Cavia is a genus in the subfamily Caviinae that contains the rodents commonly known as guinea pigs or cavies.  The best-known species in this genus is the domestic guinea pig, Cavia porcellus, a meat animal in South America and a common household pet outside of that continent.

Former taxonomic controversy
Cavia is classified in order Rodentia, although there was once a minority belief in the scientific community that evidence from mitochondrial DNA and proteins suggested the Hystricognathi might belong to a different evolutionary offshoot, and therefore a different order.

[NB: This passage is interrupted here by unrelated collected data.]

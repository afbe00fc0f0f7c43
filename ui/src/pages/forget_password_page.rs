use bookshelf_business::{Route, navigate};
use egui::{Align, Layout, Response, Ui};

use crate::state::State;

/// Placeholder until password recovery exists.
pub fn forget_password_page(state: &mut State, ui: &mut Ui) -> Response {
    let mut back = false;

    let response = ui
        .with_layout(Layout::top_down(Align::Center), |ui| {
            ui.add_space(20.0);
            ui.heading("Forget Password");
            ui.add_space(16.0);
            ui.label("Password recovery is not available yet.");
            ui.add_space(8.0);
            back = ui.link("Back to Sign In").clicked();
        })
        .response;

    if back {
        navigate(&mut state.ctx, Route::Login);
    }

    response
}
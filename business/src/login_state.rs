//! Submission of validated credentials.
//!
//! `send_login_request` flips `loading` on before the request task exists, and
//! `LoginCommand` writes the session before it clears `loading`, both through
//! the same ordered channel. A render can therefore never observe
//! `loading == false` while a request is still pending.

use std::any::Any;

use bookshelf_states::{
    Command, CommandFuture, CommandSnapshot, Compute, State, StateCtx, Updater, assign_impl,
};
use log::{error, info, warn};
use tokio_util::sync::CancellationToken;

use crate::{BusinessConfig, CredentialPayload, LoginForm, Session, auth_api};

#[derive(Debug, Default, Clone, PartialEq, Eq)]
pub struct SubmissionState {
    /// A sign-in request is in flight.
    pub loading: bool,
    /// Message for the error banner, from the last failed attempt.
    pub error: Option<String>,
}

impl SubmissionState {
    pub fn idle() -> Self {
        Self::default()
    }

    pub fn loading() -> Self {
        Self {
            loading: true,
            error: None,
        }
    }

    pub fn failed(message: impl Into<String>) -> Self {
        Self {
            loading: false,
            error: Some(message.into()),
        }
    }
}

impl State for SubmissionState {
    fn as_any(&self) -> &dyn Any {
        self
    }

    fn as_any_mut(&mut self) -> &mut dyn Any {
        self
    }

    fn assign_box(&mut self, new_self: Box<dyn Any + Send>) {
        assign_impl(self, new_self);
    }

    fn snapshot(&self) -> Option<Box<dyn Any + Send>> {
        Some(Box::new(self.clone()))
    }
}

impl Compute for SubmissionState {}

/// Payload handed to the next `LoginCommand` run.
#[derive(Debug, Default, Clone)]
pub struct PendingLogin {
    /// Set only between `send_login_request` and the command taking its snapshot.
    pub payload: Option<CredentialPayload>,
}

impl State for PendingLogin {
    fn as_any(&self) -> &dyn Any {
        self
    }

    fn as_any_mut(&mut self) -> &mut dyn Any {
        self
    }

    fn assign_box(&mut self, new_self: Box<dyn Any + Send>) {
        assign_impl(self, new_self);
    }

    fn snapshot(&self) -> Option<Box<dyn Any + Send>> {
        Some(Box::new(self.clone()))
    }
}

#[derive(Debug, Clone, Copy, PartialEq, Eq)]
pub enum LoginDispatch {
    Sent,
    /// Another request is still in flight.
    Ignored,
}

pub fn send_login_request(ctx: &mut StateCtx, payload: CredentialPayload) -> LoginDispatch {
    if ctx.cached::<SubmissionState>().is_some_and(|s| s.loading) {
        warn!("send_login_request: request already in flight, ignoring");
        return LoginDispatch::Ignored;
    }

    ctx.updater().set(SubmissionState::loading());
    ctx.sync_computes();

    ctx.state_mut::<PendingLogin>().payload = Some(payload);
    ctx.dispatch::<LoginCommand>();
    // The running command already holds its own copy.
    ctx.state_mut::<PendingLogin>().payload = None;
    LoginDispatch::Sent
}

/// Drops whatever sign-in work belongs to a page that is no longer shown.
pub fn abandon_login(ctx: &mut StateCtx) {
    if ctx.cancel_command::<LoginCommand>() {
        info!("abandon_login: discarding in-flight sign-in");
    }
    ctx.state_mut::<PendingLogin>().payload = None;
    ctx.state_mut::<LoginForm>().reset();
    ctx.updater().set(SubmissionState::idle());
    ctx.sync_computes();
}

#[derive(Debug, Default)]
pub struct LoginCommand;

impl Command for LoginCommand {
    fn run(&self, snap: CommandSnapshot, updater: Updater, cancel: CancellationToken) -> CommandFuture {
        let api_url = snap.state::<BusinessConfig>().api_url();
        let payload = snap.state::<PendingLogin>().payload.clone();

        Box::pin(async move {
            let Some(payload) = payload else {
                warn!("LoginCommand: no pending credentials");
                updater.set(SubmissionState::idle());
                return;
            };

            let result = tokio::select! {
                biased;
                () = cancel.cancelled() => {
                    info!("LoginCommand: cancelled, response discarded");
                    return;
                }
                result = auth_api::login(&api_url, &payload) => result,
            };

            match result {
                Ok(token) => {
                    info!("LoginCommand: signed in as {}", payload.email);
                    updater.set(Session::new(token));
                    updater.set(SubmissionState::idle());
                }
                Err(e) => {
                    error!("LoginCommand: {e}");
                    updater.set(SubmissionState::failed(e.user_message()));
                }
            }
        })
    }
}
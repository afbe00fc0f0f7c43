use egui::{Response, Ui};

use crate::{state::State, widgets};

pub fn login_page(state: &mut State, ui: &mut Ui) -> Response {
    widgets::login_form(&mut state.ctx, ui)
}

If this had been so, it would have been an example of convergent evolution. However, this uncertainty is largely of historical interest, as abundant molecular genetic evidence now conclusively supports classification of Cavia as rodents. This evidence includes draft genome sequences of Cavia porcellus and several other rodents.

Species
Historically, there has been little consensus in regard to the number of Cavia forms and their taxonomic affiliations. Morphological characters differentiating between Cavia species are limited and levels of inter and intra specific morphologic variation have not been well documented, thus, interpretations have varied and resulted in very different taxonomic conclusions. Three scientists disagreed on the number of species, Tate(1935) recognized 11 species, while Cabrera(1961) recognized 7, and Huckinghaus(1961) recognized only 3. Recent scientific compilations have generally followed either Cabrera or Huckinghaus.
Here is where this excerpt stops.